### WORK ITEM
Beginning with the first line of the data below, reproduce every line unchanged, ending with the line that holds "available at all.".

++++ EXTRACTED RECORDS ++++

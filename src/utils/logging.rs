//! Logging macros gated on a module-level `ENABLE_LOGS` flag.
//!
//! The polling path runs every second, so each module decides whether its
//! chatter is worth keeping:
//! ```rust,ignore
//! const ENABLE_LOGS: bool = true;
//!
//! use crate::{log_info, log_warn, log_error};
//!
//! log_warn!("tick dropped: {err}");
//! ```

/// Info-level log, emitted only when the calling module's `ENABLE_LOGS` is true.
#[macro_export]
macro_rules! log_info {
    ($($arg:tt)*) => {
        if ENABLE_LOGS {
            log::info!($($arg)*);
        }
    };
}

/// Warn-level log, emitted only when the calling module's `ENABLE_LOGS` is true.
#[macro_export]
macro_rules! log_warn {
    ($($arg:tt)*) => {
        if ENABLE_LOGS {
            log::warn!($($arg)*);
        }
    };
}

/// Error-level log, emitted only when the calling module's `ENABLE_LOGS` is true.
#[macro_export]
macro_rules! log_error {
    ($($arg:tt)*) => {
        if ENABLE_LOGS {
            log::error!($($arg)*);
        }
    };
}
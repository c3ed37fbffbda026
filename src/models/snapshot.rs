use serde::{Deserialize, Deserializer, Serialize};

use crate::format::format_streak;

/// Sentinel for a numeric or time field the backend could not compute.
pub const NULL_SENTINEL: &str = "NULL";
/// Sentinel for a value that is not available at all.
pub const NOT_AVAILABLE: &str = "N/A";

const DATA_SEPARATOR: &str = " - ";
const ONLINE_MARKER: &str = "Online";

/// Strings the backend has used over time to say "no streak data".
const UNAVAILABLE_STREAKS: [&str; 4] = [
    NOT_AVAILABLE,
    "N/A - N/A",
    "CSV data is not available.",
    "Streak data is not available.",
];

/// Status payload exactly as the endpoint sends it. Every key is optional and
/// numeric values are accepted in place of strings.
#[derive(Debug, Clone, Default, Serialize, Deserialize, PartialEq)]
#[serde(rename_all = "camelCase")]
pub struct RawStatus {
    #[serde(default, deserialize_with = "lenient_text")]
    pub data: Option<String>,
    #[serde(default, deserialize_with = "lenient_text")]
    pub sysstatus: Option<String>,
    #[serde(default, deserialize_with = "lenient_text")]
    pub streak: Option<String>,
    #[serde(default, deserialize_with = "lenient_text")]
    pub occupied_percentage: Option<String>,
    #[serde(default, deserialize_with = "lenient_text")]
    pub unoccupied_percentage: Option<String>,
    #[serde(default, deserialize_with = "lenient_text")]
    pub optimal_time: Option<String>,
}

fn lenient_text<'de, D>(deserializer: D) -> Result<Option<String>, D::Error>
where
    D: Deserializer<'de>,
{
    let value = Option::<serde_json::Value>::deserialize(deserializer)?;
    Ok(match value {
        None | Some(serde_json::Value::Null) => None,
        Some(serde_json::Value::String(text)) => Some(text),
        Some(other) => Some(other.to_string()),
    })
}

#[derive(Debug, Clone, Copy, Serialize, Deserialize, PartialEq, Eq)]
#[serde(rename_all = "camelCase")]
pub enum SystemStatus {
    Online,
    Offline,
}

impl SystemStatus {
    /// Anything mentioning `Online` counts as online, including decorated
    /// values such as `OnlineButDegraded`.
    pub fn from_raw(raw: &str) -> Self {
        if raw.contains(ONLINE_MARKER) {
            SystemStatus::Online
        } else {
            SystemStatus::Offline
        }
    }

    pub fn as_str(&self) -> &'static str {
        match self {
            SystemStatus::Online => "Online",
            SystemStatus::Offline => "Offline",
        }
    }
}

#[derive(Debug, Clone, Serialize, Deserialize, PartialEq, Eq)]
#[serde(rename_all = "camelCase", tag = "kind", content = "raw")]
pub enum Streak {
    /// One of the "no data" sentinels.
    Unavailable(String),
    /// An event string or the no-streak literal.
    Recorded(String),
}

impl Streak {
    pub fn from_raw(raw: &str) -> Self {
        let trimmed = raw.trim();
        if trimmed.is_empty() || UNAVAILABLE_STREAKS.contains(&trimmed) {
            Streak::Unavailable(raw.to_string())
        } else {
            Streak::Recorded(raw.to_string())
        }
    }

    pub fn raw(&self) -> &str {
        match self {
            Streak::Unavailable(raw) | Streak::Recorded(raw) => raw,
        }
    }

    /// Human-readable streak: `N/A` for every unavailable sentinel, the
    /// formatted event otherwise.
    pub fn describe(&self) -> String {
        match self {
            Streak::Unavailable(_) => NOT_AVAILABLE.to_string(),
            Streak::Recorded(event) => format_streak(event),
        }
    }
}

/// One poll cycle's status, with defaults filled in for absent keys.
#[derive(Debug, Clone, Serialize, Deserialize, PartialEq)]
#[serde(rename_all = "camelCase")]
pub struct StatusSnapshot {
    pub data: String,
    pub occupied_status: String,
    pub space_status: String,
    pub streak: Streak,
    pub system_status: SystemStatus,
    pub occupied_percentage: String,
    pub unoccupied_percentage: String,
    pub optimal_time: String,
}

impl From<RawStatus> for StatusSnapshot {
    fn from(raw: RawStatus) -> Self {
        let data = raw.data.unwrap_or_else(|| NOT_AVAILABLE.to_string());
        let (occupied_status, space_status) = split_data(&data);
        let system_status = raw
            .sysstatus
            .as_deref()
            .map(SystemStatus::from_raw)
            .unwrap_or(SystemStatus::Offline);

        Self {
            occupied_status,
            space_status,
            streak: Streak::from_raw(raw.streak.as_deref().unwrap_or(NOT_AVAILABLE)),
            system_status,
            occupied_percentage: raw
                .occupied_percentage
                .unwrap_or_else(|| NULL_SENTINEL.to_string()),
            unoccupied_percentage: raw
                .unoccupied_percentage
                .unwrap_or_else(|| NULL_SENTINEL.to_string()),
            optimal_time: raw.optimal_time.unwrap_or_else(|| NULL_SENTINEL.to_string()),
            data,
        }
    }
}

/// `"{occupied} - {space}"` into its two halves. Without the separator the
/// whole text stays in the first half and the second becomes `N/A`.
fn split_data(data: &str) -> (String, String) {
    let mut halves = data.split(DATA_SEPARATOR);
    let occupied = halves.next().unwrap_or_default().to_string();
    let space = halves
        .next()
        .map(str::to_string)
        .unwrap_or_else(|| NOT_AVAILABLE.to_string());
    (occupied, space)
}

pub fn is_sentinel(value: &str) -> bool {
    matches!(value.trim(), NULL_SENTINEL | NOT_AVAILABLE)
}
use super::clock::to_12_hour;

/// Literal the backend writes when no vacancy streak has been observed yet.
pub const NO_STREAK: &str = "No Streak Available.";

/// Renders a `startDate startTime endDate endTime HH:MM:SS` event string as
/// `From: .. To: .. Duration: ..`.
///
/// [`NO_STREAK`] and anything that does not split into five fields are
/// returned verbatim.
pub fn format_streak(event: &str) -> String {
    if event == NO_STREAK {
        return event.to_string();
    }

    let fields: Vec<&str> = event.split(' ').collect();
    let [start_date, start_time, end_date, end_time, duration] = fields[..] else {
        return event.to_string();
    };

    format!(
        "From: {start_date} {} To: {end_date} {} Duration: {}",
        to_12_hour(start_time),
        to_12_hour(end_time),
        describe_duration(duration)
    )
}

/// The hours clause needs hours, minutes and seconds all nonzero, so a streak
/// of exactly `01:00:00` reads as `0 seconds`.
fn describe_duration(duration: &str) -> String {
    let mut parts = duration.split(':');
    let hours = DurationPart::new(parts.next());
    let minutes = DurationPart::new(parts.next());
    let seconds = DurationPart::new(parts.next());

    if hours.is_nonzero() && minutes.is_nonzero() && seconds.is_nonzero() {
        format!("{hours} hours {minutes} minutes and {seconds} seconds")
    } else if minutes.is_nonzero() {
        format!("{minutes} minutes and {seconds} seconds")
    } else {
        format!("{seconds} seconds")
    }
}

struct DurationPart<'a> {
    raw: &'a str,
    value: Option<u64>,
}

impl<'a> DurationPart<'a> {
    fn new(raw: Option<&'a str>) -> Self {
        let raw = raw.unwrap_or_default();
        Self {
            raw,
            value: raw.trim().parse().ok(),
        }
    }

    fn is_nonzero(&self) -> bool {
        matches!(self.value, Some(value) if value != 0)
    }
}

impl std::fmt::Display for DurationPart<'_> {
    fn fmt(&self, f: &mut std::fmt::Formatter<'_>) -> std::fmt::Result {
        match self.value {
            Some(value) => write!(f, "{value}"),
            None => f.write_str(self.raw),
        }
    }
}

++++

### OUTPUT BELOW
filename src/utils/logging.rs
//! Logging macros gated on a module-level `ENABLE_LOGS` flag.
//!
//! The polling path runs every second, so each module decides whether its
//! chatter is worth keeping:
//! ```rust,ignore
//! const ENABLE_LOGS: bool = true;
//!
//! use crate::{log_info, log_warn, log_error};
//!
//! log_warn!("tick dropped: {err}");
//! ```

/// Info-level log, emitted only when the calling module's `ENABLE_LOGS` is true.
#[macro_export]
macro_rules! log_info {
    ($($arg:tt)*) => {
        if ENABLE_LOGS {
            log::info!($($arg)*);
        }
    };
}

/// Warn-level log, emitted only when the calling module's `ENABLE_LOGS` is true.
#[macro_export]
macro_rules! log_warn {
    ($($arg:tt)*) => {
        if ENABLE_LOGS {
            log::warn!($($arg)*);
        }
    };
}

/// Error-level log, emitted only when the calling module's `ENABLE_LOGS` is true.
#[macro_export]
macro_rules! log_error {
    ($($arg:tt)*) => {
        if ENABLE_LOGS {
            log::error!($($arg)*);
        }
    };
}
repository c3ed37fbffbda026
filename src/models/snapshot.rs
use serde::{Deserialize, Deserializer, Serialize};

use crate::format::format_streak;

/// Sentinel for a numeric or time field the backend could not compute.
pub const NULL_SENTINEL: &str = "NULL";
/// Sentinel for a value that is not available at all.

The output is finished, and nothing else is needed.